▸ Problem requirements:
In the records below, take the line containing "assert!(reg.iter().all(|f| !f.invalid));" and reproduce it and every subsequent line exactly, adding nothing.

▸ Data for analysis:
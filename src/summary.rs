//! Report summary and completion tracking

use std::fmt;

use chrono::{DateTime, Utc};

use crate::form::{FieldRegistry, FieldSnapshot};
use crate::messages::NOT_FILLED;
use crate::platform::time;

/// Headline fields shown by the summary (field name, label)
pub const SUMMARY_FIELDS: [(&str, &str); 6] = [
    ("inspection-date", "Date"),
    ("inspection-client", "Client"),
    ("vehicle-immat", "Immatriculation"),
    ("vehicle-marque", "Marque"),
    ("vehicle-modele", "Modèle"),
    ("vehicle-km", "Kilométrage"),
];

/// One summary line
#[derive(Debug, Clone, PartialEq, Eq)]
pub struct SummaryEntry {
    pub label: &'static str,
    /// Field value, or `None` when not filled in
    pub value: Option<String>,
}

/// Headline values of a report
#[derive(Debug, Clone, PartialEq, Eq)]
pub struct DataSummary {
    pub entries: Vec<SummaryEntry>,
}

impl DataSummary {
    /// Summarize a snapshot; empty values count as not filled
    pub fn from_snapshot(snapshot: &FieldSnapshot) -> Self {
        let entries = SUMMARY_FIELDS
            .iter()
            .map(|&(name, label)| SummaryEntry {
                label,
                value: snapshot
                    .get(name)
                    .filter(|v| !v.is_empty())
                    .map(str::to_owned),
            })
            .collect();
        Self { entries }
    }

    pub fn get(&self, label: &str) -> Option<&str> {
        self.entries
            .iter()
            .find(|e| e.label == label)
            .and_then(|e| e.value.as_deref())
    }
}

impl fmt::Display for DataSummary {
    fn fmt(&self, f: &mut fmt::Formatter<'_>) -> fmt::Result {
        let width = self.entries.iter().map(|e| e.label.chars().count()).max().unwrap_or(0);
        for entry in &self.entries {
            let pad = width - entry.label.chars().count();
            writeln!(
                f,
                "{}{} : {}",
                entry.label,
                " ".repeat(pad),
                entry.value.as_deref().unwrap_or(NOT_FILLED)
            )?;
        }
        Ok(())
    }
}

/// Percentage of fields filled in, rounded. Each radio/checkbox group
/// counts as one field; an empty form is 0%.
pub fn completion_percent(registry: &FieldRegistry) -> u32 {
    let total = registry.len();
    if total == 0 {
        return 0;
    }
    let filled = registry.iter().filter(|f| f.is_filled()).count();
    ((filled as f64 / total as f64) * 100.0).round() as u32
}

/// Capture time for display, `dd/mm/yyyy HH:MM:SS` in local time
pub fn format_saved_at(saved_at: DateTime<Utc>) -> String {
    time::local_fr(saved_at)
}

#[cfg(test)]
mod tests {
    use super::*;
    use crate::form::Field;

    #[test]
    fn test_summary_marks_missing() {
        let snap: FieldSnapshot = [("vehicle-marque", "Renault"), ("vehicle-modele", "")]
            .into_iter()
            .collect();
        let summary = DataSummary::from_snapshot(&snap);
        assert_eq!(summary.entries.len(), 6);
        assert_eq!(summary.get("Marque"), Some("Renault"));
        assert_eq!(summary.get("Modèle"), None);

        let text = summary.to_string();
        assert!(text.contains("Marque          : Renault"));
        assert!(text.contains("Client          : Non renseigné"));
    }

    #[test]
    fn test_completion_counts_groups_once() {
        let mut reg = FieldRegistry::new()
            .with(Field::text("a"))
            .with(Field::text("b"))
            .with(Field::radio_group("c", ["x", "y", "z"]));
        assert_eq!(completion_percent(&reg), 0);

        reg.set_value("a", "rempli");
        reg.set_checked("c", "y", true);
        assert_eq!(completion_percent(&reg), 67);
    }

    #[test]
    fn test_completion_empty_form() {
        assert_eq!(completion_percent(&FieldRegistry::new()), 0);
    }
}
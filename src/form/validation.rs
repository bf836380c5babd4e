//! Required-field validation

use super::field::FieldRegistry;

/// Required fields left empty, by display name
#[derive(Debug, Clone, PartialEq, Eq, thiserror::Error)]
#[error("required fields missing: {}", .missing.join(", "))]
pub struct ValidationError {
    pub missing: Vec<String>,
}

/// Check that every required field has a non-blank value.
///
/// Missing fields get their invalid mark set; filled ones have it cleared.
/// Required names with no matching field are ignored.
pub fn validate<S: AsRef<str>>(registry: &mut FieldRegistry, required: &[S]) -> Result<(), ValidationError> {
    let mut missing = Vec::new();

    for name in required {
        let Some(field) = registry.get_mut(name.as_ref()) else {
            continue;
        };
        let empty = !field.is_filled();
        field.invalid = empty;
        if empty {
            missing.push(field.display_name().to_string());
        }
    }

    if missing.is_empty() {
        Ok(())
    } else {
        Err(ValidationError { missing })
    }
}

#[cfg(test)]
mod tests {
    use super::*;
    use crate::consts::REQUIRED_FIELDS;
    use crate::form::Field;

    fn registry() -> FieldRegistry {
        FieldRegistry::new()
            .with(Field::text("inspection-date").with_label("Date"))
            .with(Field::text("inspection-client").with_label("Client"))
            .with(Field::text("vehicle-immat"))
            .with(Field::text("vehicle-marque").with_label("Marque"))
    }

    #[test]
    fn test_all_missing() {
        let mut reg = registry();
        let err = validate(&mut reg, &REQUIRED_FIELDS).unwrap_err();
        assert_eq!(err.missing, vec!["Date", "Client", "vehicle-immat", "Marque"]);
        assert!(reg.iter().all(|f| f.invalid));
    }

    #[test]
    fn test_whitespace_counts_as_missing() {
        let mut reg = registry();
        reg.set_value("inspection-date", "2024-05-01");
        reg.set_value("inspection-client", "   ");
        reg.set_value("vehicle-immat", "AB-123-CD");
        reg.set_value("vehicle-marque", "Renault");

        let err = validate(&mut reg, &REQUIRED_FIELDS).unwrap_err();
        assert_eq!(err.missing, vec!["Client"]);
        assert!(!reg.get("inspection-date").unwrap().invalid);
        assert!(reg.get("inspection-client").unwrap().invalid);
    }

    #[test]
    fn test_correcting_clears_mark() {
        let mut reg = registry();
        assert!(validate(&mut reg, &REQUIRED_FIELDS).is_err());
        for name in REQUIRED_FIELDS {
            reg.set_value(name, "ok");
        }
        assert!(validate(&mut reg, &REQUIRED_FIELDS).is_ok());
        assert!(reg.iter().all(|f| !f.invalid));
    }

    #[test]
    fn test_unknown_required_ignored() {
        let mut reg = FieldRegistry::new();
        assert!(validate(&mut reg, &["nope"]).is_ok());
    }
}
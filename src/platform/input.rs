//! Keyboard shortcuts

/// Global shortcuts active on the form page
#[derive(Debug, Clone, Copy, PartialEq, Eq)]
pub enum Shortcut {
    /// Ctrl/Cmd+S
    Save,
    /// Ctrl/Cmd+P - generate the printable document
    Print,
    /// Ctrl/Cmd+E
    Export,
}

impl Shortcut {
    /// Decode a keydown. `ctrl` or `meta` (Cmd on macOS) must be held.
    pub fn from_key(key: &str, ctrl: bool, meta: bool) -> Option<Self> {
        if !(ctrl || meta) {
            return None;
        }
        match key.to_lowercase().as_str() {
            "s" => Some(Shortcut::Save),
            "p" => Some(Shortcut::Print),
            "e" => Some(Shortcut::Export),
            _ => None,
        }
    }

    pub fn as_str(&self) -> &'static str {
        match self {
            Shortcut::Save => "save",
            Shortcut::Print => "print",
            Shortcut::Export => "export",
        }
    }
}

▸ Written answer:
        assert!(reg.iter().all(|f| !f.invalid));
    }

    #[test]
    fn test_unknown_required_ignored() {
        let mut reg = FieldRegistry::new();
        assert!(validate(&mut reg, &["nope"]).is_ok());
    }
}
filename src/platform/input.rs
//! Keyboard shortcuts

/// Global shortcuts active on the form page
#[derive(Debug, Clone, Copy, PartialEq, Eq)]
pub enum Shortcut {
    /// Ctrl/Cmd+S
    Save,
    /// Ctrl/Cmd+P - generate the printable document
    Print,
    /// Ctrl/Cmd+E
    Export,
}

impl Shortcut {
    /// Decode a keydown. `ctrl` or `meta` (Cmd on macOS) must be held.
    pub fn from_key(key: &str, ctrl: bool, meta: bool) -> Option<Self> {
        if !(ctrl || meta) {
            return None;
        }
        match key.to_lowercase().as_str() {
            "s" => Some(Shortcut::Save),
            "p" => Some(Shortcut::Print),
            "e" => Some(Shortcut::Export),
            _ => None,
        }
    }

    pub fn as_str(&self) -> &'static str {
        match self {
            Shortcut::Save => "save",
            Shortcut::Print => "print",
            Shortcut::Export => "export",
        }
    }
}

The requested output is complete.